Extracted information:
■ ■ ■
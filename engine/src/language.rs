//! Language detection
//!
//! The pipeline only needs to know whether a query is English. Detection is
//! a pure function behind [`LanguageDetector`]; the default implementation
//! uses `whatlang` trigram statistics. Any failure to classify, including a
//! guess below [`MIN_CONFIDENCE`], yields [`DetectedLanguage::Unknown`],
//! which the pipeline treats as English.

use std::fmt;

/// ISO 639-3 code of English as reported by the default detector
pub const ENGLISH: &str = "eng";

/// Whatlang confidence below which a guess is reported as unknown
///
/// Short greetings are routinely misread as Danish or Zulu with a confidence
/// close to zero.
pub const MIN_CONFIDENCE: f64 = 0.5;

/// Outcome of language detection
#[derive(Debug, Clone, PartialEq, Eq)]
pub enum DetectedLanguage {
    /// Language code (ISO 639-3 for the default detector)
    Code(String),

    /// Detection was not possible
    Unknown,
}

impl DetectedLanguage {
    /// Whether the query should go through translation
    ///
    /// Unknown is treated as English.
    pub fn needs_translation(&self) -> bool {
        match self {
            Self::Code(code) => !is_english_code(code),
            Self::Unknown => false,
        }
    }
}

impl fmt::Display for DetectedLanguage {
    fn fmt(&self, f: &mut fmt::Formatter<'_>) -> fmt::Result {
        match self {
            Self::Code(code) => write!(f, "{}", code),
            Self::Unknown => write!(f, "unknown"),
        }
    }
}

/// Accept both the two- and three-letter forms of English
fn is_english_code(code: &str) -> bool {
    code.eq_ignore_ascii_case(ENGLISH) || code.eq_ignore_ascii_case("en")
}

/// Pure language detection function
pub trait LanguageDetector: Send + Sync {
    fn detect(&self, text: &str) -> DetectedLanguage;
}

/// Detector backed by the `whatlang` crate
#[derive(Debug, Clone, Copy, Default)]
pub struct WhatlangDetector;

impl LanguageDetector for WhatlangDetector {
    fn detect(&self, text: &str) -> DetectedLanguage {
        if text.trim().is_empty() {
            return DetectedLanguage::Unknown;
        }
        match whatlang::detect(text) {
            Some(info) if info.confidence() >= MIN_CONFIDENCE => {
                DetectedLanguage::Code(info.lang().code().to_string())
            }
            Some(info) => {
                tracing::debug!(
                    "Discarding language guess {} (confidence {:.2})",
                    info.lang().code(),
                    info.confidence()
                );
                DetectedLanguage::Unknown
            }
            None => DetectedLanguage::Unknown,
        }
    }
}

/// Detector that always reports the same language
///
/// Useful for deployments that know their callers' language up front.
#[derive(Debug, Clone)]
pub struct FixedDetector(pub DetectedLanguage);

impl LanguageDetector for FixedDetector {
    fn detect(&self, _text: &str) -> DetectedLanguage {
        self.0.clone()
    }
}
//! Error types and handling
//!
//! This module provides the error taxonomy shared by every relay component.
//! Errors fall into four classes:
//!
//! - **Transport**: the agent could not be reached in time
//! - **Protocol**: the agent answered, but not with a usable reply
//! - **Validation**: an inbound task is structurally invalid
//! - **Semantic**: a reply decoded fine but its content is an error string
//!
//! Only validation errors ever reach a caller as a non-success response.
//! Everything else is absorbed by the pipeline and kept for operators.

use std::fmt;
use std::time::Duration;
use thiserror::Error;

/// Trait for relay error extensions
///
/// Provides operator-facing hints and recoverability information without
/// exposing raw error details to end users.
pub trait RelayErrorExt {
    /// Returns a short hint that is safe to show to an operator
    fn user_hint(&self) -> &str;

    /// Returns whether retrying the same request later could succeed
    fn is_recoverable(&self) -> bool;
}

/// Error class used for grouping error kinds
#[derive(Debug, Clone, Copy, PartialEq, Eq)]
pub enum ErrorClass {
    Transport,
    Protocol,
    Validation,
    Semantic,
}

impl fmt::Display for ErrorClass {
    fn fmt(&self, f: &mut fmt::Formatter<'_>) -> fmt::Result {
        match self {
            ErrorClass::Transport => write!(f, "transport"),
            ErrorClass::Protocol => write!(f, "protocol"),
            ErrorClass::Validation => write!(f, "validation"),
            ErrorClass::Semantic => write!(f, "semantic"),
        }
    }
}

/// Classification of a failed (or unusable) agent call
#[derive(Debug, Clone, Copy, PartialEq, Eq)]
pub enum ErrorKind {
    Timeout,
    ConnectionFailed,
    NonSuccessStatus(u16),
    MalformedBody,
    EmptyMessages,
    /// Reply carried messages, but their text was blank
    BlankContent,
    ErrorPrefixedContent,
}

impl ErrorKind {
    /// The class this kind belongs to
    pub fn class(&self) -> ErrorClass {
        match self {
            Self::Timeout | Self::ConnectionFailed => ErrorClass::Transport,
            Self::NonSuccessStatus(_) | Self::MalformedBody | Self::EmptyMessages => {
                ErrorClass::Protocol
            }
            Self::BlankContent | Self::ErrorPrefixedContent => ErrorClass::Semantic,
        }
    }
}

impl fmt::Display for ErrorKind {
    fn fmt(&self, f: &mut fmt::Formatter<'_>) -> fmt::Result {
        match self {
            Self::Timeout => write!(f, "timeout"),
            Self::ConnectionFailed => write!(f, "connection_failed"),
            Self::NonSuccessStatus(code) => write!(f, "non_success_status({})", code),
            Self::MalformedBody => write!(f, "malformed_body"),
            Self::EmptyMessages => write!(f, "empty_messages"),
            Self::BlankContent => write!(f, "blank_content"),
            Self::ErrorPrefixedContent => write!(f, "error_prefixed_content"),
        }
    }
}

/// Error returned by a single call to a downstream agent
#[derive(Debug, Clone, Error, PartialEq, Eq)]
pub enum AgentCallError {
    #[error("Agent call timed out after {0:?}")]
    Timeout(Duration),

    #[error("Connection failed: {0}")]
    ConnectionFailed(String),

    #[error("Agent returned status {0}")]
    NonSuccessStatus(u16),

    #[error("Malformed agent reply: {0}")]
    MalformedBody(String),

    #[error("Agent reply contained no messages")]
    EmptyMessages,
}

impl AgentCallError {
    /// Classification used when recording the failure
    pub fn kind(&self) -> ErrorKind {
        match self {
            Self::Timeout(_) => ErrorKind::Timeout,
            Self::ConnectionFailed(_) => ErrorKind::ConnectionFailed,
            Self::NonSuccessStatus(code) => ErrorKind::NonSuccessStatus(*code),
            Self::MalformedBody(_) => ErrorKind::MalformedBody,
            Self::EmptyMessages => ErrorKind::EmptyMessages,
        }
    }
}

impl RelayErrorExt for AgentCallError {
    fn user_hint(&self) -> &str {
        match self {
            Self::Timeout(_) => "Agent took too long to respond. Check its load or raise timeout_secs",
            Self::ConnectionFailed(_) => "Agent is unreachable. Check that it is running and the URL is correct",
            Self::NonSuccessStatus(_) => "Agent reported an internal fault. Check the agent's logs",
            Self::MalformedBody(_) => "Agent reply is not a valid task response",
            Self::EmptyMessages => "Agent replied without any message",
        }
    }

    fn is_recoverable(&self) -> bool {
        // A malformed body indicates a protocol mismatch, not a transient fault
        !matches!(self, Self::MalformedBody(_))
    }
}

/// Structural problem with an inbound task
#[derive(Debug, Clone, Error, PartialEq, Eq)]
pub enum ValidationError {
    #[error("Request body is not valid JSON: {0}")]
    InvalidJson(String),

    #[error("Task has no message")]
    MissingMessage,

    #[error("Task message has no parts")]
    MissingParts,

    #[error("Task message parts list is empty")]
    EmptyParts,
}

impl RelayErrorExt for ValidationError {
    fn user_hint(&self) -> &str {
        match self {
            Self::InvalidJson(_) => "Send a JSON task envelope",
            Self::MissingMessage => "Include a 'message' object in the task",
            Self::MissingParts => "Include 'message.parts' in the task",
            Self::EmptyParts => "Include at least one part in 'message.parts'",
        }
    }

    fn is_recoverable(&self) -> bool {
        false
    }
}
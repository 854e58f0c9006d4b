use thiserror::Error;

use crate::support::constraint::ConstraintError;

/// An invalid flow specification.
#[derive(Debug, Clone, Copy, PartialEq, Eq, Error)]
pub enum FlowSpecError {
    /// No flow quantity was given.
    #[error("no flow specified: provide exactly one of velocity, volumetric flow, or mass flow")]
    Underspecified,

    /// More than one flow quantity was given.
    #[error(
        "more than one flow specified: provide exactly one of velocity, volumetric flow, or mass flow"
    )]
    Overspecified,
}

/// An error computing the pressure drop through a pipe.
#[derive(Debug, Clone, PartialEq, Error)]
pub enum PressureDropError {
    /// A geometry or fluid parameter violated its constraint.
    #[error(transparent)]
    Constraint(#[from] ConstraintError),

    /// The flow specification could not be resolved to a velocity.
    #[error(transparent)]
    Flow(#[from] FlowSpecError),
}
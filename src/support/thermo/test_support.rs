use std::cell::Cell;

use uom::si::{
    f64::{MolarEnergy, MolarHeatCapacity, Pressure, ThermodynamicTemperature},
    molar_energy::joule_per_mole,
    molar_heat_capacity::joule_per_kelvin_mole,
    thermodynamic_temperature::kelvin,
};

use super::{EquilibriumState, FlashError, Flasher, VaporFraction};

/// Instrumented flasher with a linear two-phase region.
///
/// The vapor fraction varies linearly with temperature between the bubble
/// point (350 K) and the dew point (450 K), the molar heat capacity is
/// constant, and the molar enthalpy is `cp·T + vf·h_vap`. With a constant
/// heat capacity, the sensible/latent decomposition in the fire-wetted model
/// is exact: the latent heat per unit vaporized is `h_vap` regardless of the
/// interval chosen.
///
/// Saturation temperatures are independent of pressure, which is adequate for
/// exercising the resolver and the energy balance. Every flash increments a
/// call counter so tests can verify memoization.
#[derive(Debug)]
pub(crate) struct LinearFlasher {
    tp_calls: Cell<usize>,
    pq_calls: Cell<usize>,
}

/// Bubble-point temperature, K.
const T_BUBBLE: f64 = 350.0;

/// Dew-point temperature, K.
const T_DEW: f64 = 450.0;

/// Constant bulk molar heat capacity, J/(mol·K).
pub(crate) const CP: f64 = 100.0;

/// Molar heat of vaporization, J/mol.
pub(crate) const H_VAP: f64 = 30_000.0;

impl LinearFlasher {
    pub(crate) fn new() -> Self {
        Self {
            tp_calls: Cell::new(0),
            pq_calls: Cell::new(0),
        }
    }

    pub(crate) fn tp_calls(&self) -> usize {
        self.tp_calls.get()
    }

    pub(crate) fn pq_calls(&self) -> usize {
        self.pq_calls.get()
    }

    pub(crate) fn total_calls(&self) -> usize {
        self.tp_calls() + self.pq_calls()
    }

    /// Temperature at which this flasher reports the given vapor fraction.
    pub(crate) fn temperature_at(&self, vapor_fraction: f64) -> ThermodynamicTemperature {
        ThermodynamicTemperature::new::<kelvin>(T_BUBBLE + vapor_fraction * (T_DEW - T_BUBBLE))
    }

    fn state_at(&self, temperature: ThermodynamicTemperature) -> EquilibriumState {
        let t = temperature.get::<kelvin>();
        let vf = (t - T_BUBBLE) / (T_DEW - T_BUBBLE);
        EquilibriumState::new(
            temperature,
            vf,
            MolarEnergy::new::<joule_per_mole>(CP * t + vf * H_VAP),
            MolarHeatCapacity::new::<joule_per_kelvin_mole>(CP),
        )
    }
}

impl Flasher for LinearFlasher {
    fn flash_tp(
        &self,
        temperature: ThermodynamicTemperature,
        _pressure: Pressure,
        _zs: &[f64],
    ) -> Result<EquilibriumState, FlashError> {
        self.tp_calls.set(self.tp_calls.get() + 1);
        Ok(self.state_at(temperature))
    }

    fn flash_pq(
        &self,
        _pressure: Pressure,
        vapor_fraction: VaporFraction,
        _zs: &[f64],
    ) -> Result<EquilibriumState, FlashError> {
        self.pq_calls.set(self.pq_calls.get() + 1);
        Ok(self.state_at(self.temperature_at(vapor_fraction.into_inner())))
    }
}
■ ■ ■
What is needed:
Return the lines exactly as they stand, please. Start at the top of the material and finish with the line where "pub const ENGLISH: &str" appears.

Response box:
filename engine/src/language.rs
//! Language detection
//!
//! The pipeline only needs to know whether a query is English. Detection is
//! a pure function behind [`LanguageDetector`]; the default implementation
//! uses `whatlang` trigram statistics. Any failure to classify, including a
//! guess below [`MIN_CONFIDENCE`], yields [`DetectedLanguage::Unknown`],
//! which the pipeline treats as English.

use std::fmt;

/// ISO 639-3 code of English as reported by the default detector
pub const ENGLISH: &str = "eng";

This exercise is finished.